Evliyânın büyüklerinden olup, silsilei aliyyenin yirminci ferdi kâmilidir. Doğum târîhi bilinmemektedir. 970 [m. 1562] senesinde vefât etti. Rûh ilimlerinde mütehassıs idi. Büyük âlim ve kâmil bir velî olan dayısı Kâdî Muhammed Zâhid’in derslerinde yetişti. Zâhirî ve Bâtınî ilimlere vâkıf, cezbe hâlleri yüksek, sehâ, cömertlik sahibi kâmil bir zât idi. Dayısına talebe olmadan önce, on beş sene nefsinin isteklerinden kurtulmak için, riyâzet ve mücâhede etmiş ve insanlardan uzak, aç ve uykusuz, harâbelerde zikr ederek yaşamıştı.

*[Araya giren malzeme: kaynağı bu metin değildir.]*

//! Relay configuration — timing and heuristic tunables.
//!
//! None of these affect relay correctness, only how patient or polite the
//! run is toward the remote agents. Values can come from a TOML file, from
//! `RELAY_*` environment variables, or from the defaults, which match the
//! field-tuned numbers of the original controller.

use std::path::Path;
use std::time::Duration;

use serde::{Deserialize, Serialize};
use thiserror::Error;

use crate::detector::DetectorConfig;

/// Configuration load/validation failure.
#[derive(Debug, Error)]
pub enum ConfigError {
    #[error("failed to read config file: {0}")]
    Io(#[from] std::io::Error),

    #[error("failed to parse config file: {0}")]
    Parse(#[from] toml::de::Error),

    #[error("invalid config: {0}")]
    Invalid(String),
}

/// All recognized relay tunables.
#[derive(Debug, Clone, PartialEq, Eq, Serialize, Deserialize)]
#[serde(default)]
pub struct RelayConfig {
    /// Exchanges per round.
    pub exchange_limit: u32,
    /// Seconds between output samples while waiting on a reply.
    pub poll_interval_secs: u64,
    /// Consecutive identical samples required to call a reply finished.
    pub stability_threshold: u32,
    /// Minimum reply length, in characters, to count as a real response.
    pub min_response_length: usize,
    /// Ceiling on waiting for a single reply.
    pub max_wait_secs: u64,
    /// Pause between rounds. Politeness toward the remote agents.
    pub inter_round_delay_secs: u64,
    /// Pause after each delivered message.
    pub after_send_delay_secs: u64,
    /// Pause between receiving a reply and forwarding it.
    pub between_exchange_delay_secs: u64,
}

impl Default for RelayConfig {
    fn default() -> Self {
        Self {
            exchange_limit: 3,
            poll_interval_secs: 2,
            stability_threshold: 3,
            min_response_length: 50,
            max_wait_secs: 120,
            inter_round_delay_secs: 10,
            after_send_delay_secs: 4,
            between_exchange_delay_secs: 4,
        }
    }
}

impl RelayConfig {
    /// Load from a TOML file. Unknown keys are ignored; missing keys fall
    /// back to defaults.
    pub fn from_path(path: impl AsRef<Path>) -> Result<Self, ConfigError> {
        let contents = std::fs::read_to_string(path)?;
        let config: Self = toml::from_str(&contents)?;
        config.validate()?;
        Ok(config)
    }

    /// Defaults overridden by any `RELAY_*` environment variables present.
    pub fn from_env() -> Self {
        let mut config = Self::default();

        fn read<T: std::str::FromStr>(name: &str, slot: &mut T) {
            if let Ok(raw) = std::env::var(name) {
                if let Ok(parsed) = raw.parse() {
                    *slot = parsed;
                }
            }
        }

        read("RELAY_EXCHANGE_LIMIT", &mut config.exchange_limit);
        read("RELAY_POLL_INTERVAL_SECS", &mut config.poll_interval_secs);
        read("RELAY_STABILITY_THRESHOLD", &mut config.stability_threshold);
        read("RELAY_MIN_RESPONSE_LENGTH", &mut config.min_response_length);
        read("RELAY_MAX_WAIT_SECS", &mut config.max_wait_secs);
        read("RELAY_INTER_ROUND_DELAY_SECS", &mut config.inter_round_delay_secs);
        read("RELAY_AFTER_SEND_DELAY_SECS", &mut config.after_send_delay_secs);
        read(
            "RELAY_BETWEEN_EXCHANGE_DELAY_SECS",
            &mut config.between_exchange_delay_secs,
        );

        config
    }

    /// Reject configurations the relay cannot meaningfully run with.
    pub fn validate(&self) -> Result<(), ConfigError> {
        if self.exchange_limit == 0 {
            return Err(ConfigError::Invalid(
                "exchange_limit must be at least 1".to_string(),
            ));
        }
        if self.stability_threshold == 0 {
            return Err(ConfigError::Invalid(
                "stability_threshold must be at least 1".to_string(),
            ));
        }
        if self.poll_interval_secs == 0 {
            return Err(ConfigError::Invalid(
                "poll_interval_secs must be at least 1".to_string(),
            ));
        }
        if self.max_wait_secs <= self.poll_interval_secs {
            return Err(ConfigError::Invalid(
                "max_wait_secs must exceed poll_interval_secs".to_string(),
            ));
        }
        Ok(())
    }

    /// Detector tunables derived from this config.
    pub fn detector_config(&self) -> DetectorConfig {
        DetectorConfig {
            min_length: self.min_response_length,
            stability_threshold: self.stability_threshold,
            poll_interval: Duration::from_secs(self.poll_interval_secs),
            max_wait: Duration::from_secs(self.max_wait_secs),
        }
    }

    pub fn inter_round_delay(&self) -> Duration {
        Duration::from_secs(self.inter_round_delay_secs)
    }

    pub fn after_send_delay(&self) -> Duration {
        Duration::from_secs(self.after_send_delay_secs)
    }

    pub fn between_exchange_delay(&self) -> Duration {
        Duration::from_secs(self.between_exchange_delay_secs)
    }
}
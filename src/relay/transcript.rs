//! Transcript sinks — durable storage for a round's ordered utterances.

use std::path::PathBuf;

use async_trait::async_trait;
use serde::{Deserialize, Serialize};
use thiserror::Error;

use super::state::{Round, Speaker};

/// Failure writing a round transcript.
#[derive(Debug, Error)]
pub enum TranscriptError {
    #[error("transcript write failed: {0}")]
    Io(#[from] std::io::Error),
}

/// One utterance in a round, in chronological order.
#[derive(Debug, Clone, PartialEq, Eq, Serialize, Deserialize)]
pub struct TranscriptEntry {
    pub speaker: Speaker,
    pub text: String,
}

/// A completed round's prompt plus its ordered utterances.
#[derive(Debug, Clone, Serialize, Deserialize)]
pub struct RoundTranscript {
    /// 0-based round index.
    pub round_index: usize,
    /// The prompt that seeded the round.
    pub prompt: String,
    /// Utterances in strict (speaker, turn) order.
    pub entries: Vec<TranscriptEntry>,
}

impl RoundTranscript {
    /// Build a transcript from a round record.
    pub fn from_round(round: &Round) -> Self {
        Self {
            round_index: round.index,
            prompt: round.prompt.clone(),
            entries: round
                .utterances()
                .into_iter()
                .map(|(speaker, text)| TranscriptEntry { speaker, text })
                .collect(),
        }
    }
}

/// Receives each persisted round. Implementations decide format and
/// location; the orchestrator only guarantees ordering.
#[async_trait]
pub trait TranscriptSink: Send {
    async fn emit(&mut self, transcript: &RoundTranscript) -> Result<(), TranscriptError>;
}

/// In-memory sink, mostly for tests and the dry-run binary.
#[derive(Debug, Default)]
pub struct MemorySink {
    pub rounds: Vec<RoundTranscript>,
}

impl MemorySink {
    pub fn new() -> Self {
        Self::default()
    }
}

#[async_trait]
impl TranscriptSink for MemorySink {
    async fn emit(&mut self, transcript: &RoundTranscript) -> Result<(), TranscriptError> {
        self.rounds.push(transcript.clone());
        Ok(())
    }
}

/// Writes one plain-text file per round: `conversation_prompt_{n}.txt`
/// under the configured directory, prompt header first, then each
/// utterance as a `speaker:` block.
#[derive(Debug, Clone)]
pub struct FileSink {
    dir: PathBuf,
}

impl FileSink {
    pub fn new(dir: impl Into<PathBuf>) -> Self {
        Self { dir: dir.into() }
    }

    fn render(transcript: &RoundTranscript) -> String {
        let mut out = String::new();
        out.push_str(&format!("Prompt: {}\n", transcript.prompt));
        out.push_str(&"=".repeat(60));
        out.push_str("\n\n");
        for entry in &transcript.entries {
            out.push_str(&format!("{}:\n{}\n\n", entry.speaker, entry.text));
            out.push_str(&"-".repeat(40));
            out.push_str("\n\n");
        }
        out
    }
}

#[async_trait]
impl TranscriptSink for FileSink {
    async fn emit(&mut self, transcript: &RoundTranscript) -> Result<(), TranscriptError> {
        std::fs::create_dir_all(&self.dir)?;
        let path = self
            .dir
            .join(format!("conversation_prompt_{}.txt", transcript.round_index + 1));
        std::fs::write(&path, Self::render(transcript))?;
        tracing::info!("round {} transcript written to {}", transcript.round_index + 1, path.display());
        Ok(())
    }
}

Bir gün açlığın şiddetinden nâçar kalıp, ellerini açıp, âcizliğini ve çâresizliğini Allahü teâlâ’ya yalvararak arz etmişti. Âniden Hızır aleyhisselâm gelip; “Eğer sabır ve kanâat istiyorsan, Muhammed Zâhid’in hizmet ve sohbetine kavuşmakta acele et. O sana sabır ve kanâati öğretir,” buyurdu. Hemen dayısı Muhammed Zâhid’in “kuddise sirruh” yüksek huzûruna varıp, orada ilim tahsîl etti. Güzel terbiye görüp, kemâle geldi. Hocası ona, insanlara doğru yolu anlatmak, ebedî olan Cehennem azâbından kurtaracak şeyleri bildirmek için hilâfet verdi. Hocasının vefâtından sonra yerine geçip, Semerkandda, Müslümânlara emri ma’rûfda bulundu. Dîne sonradan sokulan bidatlerin kökünü kazımak için uğraştı. Dalalette kalanlara yol gösterdi. Çok velî yetiştirdi.
(Ravdâtülislâm) kitabının müellifi buyurdu ki: Hâce Muhammed Dervîş hazretleri, müritleri terbiye ve irşat husûsunda, Yani insanları Allahü teâlâ’nın yoluna çağırmakta çok gayret gösterdi. Talebelerinin terbiyesi husûsunda, insan üstü bir kuvvet ve gayrete sâhipti. Büster kasabasının Dasferar köyünde vefât etti. İnsanları irşat için yetiştirdiği yüksek talebeleri pek çoktur. Bunların en büyüğü, oğlu Hâce Muhammed İmkenegî’dir.